Peter Dykstra: Tomb of the unknown stories
The National Butterfly Center, Mission, Texas.

Peter Dykstra: Tomb of the unknown stories

Build the wall, make the butterflies pay for it.

Like many Americans, I sat slackjawed this week as the two most powerful Democrats in the nation hectored the President as if they were both 12-year-olds. And the President, off on a tear about who would pay for his border wall, behaved like a 9-year-old.


Meanwhile, the San Antonio Express-News reported on one quiet group that will pay for the Wall: butterflies.

Yes, butterflies. Moving north each year in gangs like the Monarchs, butterflies find sanctuary at the cleverly-named National Butterfly Center in Mission, Texas, just west of the border city of McAllen.

Plans for Wall construction would bisect the Center, putting 70 percent of it outside the Wall. Earlier this month, the Supreme Court rejected an appeal by several environmental groups, who had sued over the Trump Administration's waiver allowing Wall construction to ignore 28 environmental laws that might trip up the project.

The Wall would also slice through a nearby state park and a National Wildlife Refuge. And there's a bonus indignity: The Wall is two miles inland from the Rio Grande, the actual US-Mexico border – effectively ceding a big swath of riverside land to Mexico and negating the private property rights of ranchers and farmers, not just butterfly lovers.
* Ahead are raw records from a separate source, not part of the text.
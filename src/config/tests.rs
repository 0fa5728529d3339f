use super::load_config;
use super::settings::Settings;
use serial_test::serial;
use std::env;
use std::fs;
use tempfile::TempDir;

#[test]
fn test_default_settings() {
    let settings = Settings::default();
    assert_eq!(settings.connection.url, "ws://127.0.0.1:8080/realtime");
    assert_eq!(settings.connection.token_param, "token");
    assert_eq!(settings.connection.base_delay_ms, 1_000);
    assert_eq!(settings.connection.max_delay_ms, 30_000);
    assert_eq!(settings.adapters.chat_history_limit, 200);
    assert_eq!(settings.adapters.notification_limit, 50);
    assert_eq!(settings.adapters.alert_limit, 10);
    assert_eq!(settings.logging.level, "info");
}

#[test]
#[serial]
fn test_load_config_from_file_overrides_defaults() {
    // load_config reads config/default.toml relative to the working directory
    let tmp = TempDir::new().expect("create tempdir");
    let orig = env::current_dir().expect("current_dir");
    env::set_current_dir(tmp.path()).expect("set current dir");

    fs::create_dir_all("config").expect("create config dir");
    let toml = r#"
        [connection]
        url = "wss://realtime.example.test/ws"
        base_delay_ms = 250

        [adapters]
        chat_history_limit = 20
    "#;
    fs::write("config/default.toml", toml).expect("write config file");

    let cfg = load_config();
    env::set_current_dir(orig).expect("restore cwd");
    let cfg = cfg.expect("load_config failed");

    assert_eq!(cfg.connection.url, "wss://realtime.example.test/ws");
    assert_eq!(cfg.connection.base_delay_ms, 250);
    // untouched keys keep their defaults
    assert_eq!(cfg.connection.max_delay_ms, 30_000);
    assert_eq!(cfg.connection.token_param, "token");
    assert_eq!(cfg.adapters.chat_history_limit, 20);
    assert_eq!(cfg.adapters.notification_limit, 50);
}

#[test]
#[serial]
fn test_load_config_from_env_overrides_defaults() {
    temp_env::with_vars(
        [
            ("REALTIME__CONNECTION__MAX_DELAY_MS", Some("5000")),
            ("REALTIME__CONNECTION__TOKEN_PARAM", Some("access_token")),
            ("REALTIME__LOGGING__LEVEL", Some("debug")),
        ],
        || {
            let cfg = load_config().expect("load_config failed");
            assert_eq!(cfg.connection.max_delay_ms, 5_000);
            assert_eq!(cfg.connection.token_param, "access_token");
            assert_eq!(cfg.logging.level, "debug");
            assert_eq!(cfg.connection.base_delay_ms, 1_000);
        },
    );
}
The Butterfly Center has floated a new lawsuit, and is raising money through a GoFundMe page. As of this week, the page has raised less than 10 percent of its $100,000 goal.

Glyphosate grows up

For years, glyphosate was something of a rock star among herbicides, believed to be far safer than traditional chemicals.

As the key ingredient in Monsanto's Roundup, glyphosate flew off the shelves of hardware stores and WalMarts, racking up billions in annual sales. Bayer AG, the German chemical and pharmaceutical giant, acquired Monsanto this year, largely due to Monsanto's lucrative seed and pesticide businesses. But the World Health Organization has listed glyphosate as a probable carcinogen, despite intense industry lobbying.

The U.S. EPA considers glyphosate safe, and with the current agency leadership in rabidly pro-business mode, there's little chance that will change.

In August, a California jury awarded Dewayne Johnson, a school groundskeeper, $289 million for his claim that glyphosate caused Johnson's lymphoma. Monsanto/Bayer is appealing the verdict, and the legal tussle could very well outlive Johnson— doctors say he won't survive past 2020. In October, a judge reduced the award to $79 million.

It was only a matter of time before the whiplash lawyers came calling.

Knightline Legal, whose prior clientele include victims of hip and knee replacements and mesh hernia patches gone bad, are all over it. This ad has been ubiquitous on my TV screen ever since the verdict. So glyphosate has joined mesothelioma as precipitant for environmental disease, and a potential windfall for attorneys.

Drawing straws ... 

Credit: Horia Varlan/flickr

Let's say it up front: Disposable, single-use plastic straws are bad, no good, very bad for the environment, and efforts to curb their use are a good thing.

Plastic waste is not just in the oceans — but in Arctic ice and fresh water lakes, rivers and streams. The issue has emerged as an OMG crisis, and feel-good solutions like straw bans are more like a straw man—one of those anodyne remedies that may actually do more harm than good by persuading us that we're making progress.

So let's keep it up with outlawing plastic straws and bags, and plastic microbeads in consumer products. But let's not deceive ourselves—it's another global threat where we're losing.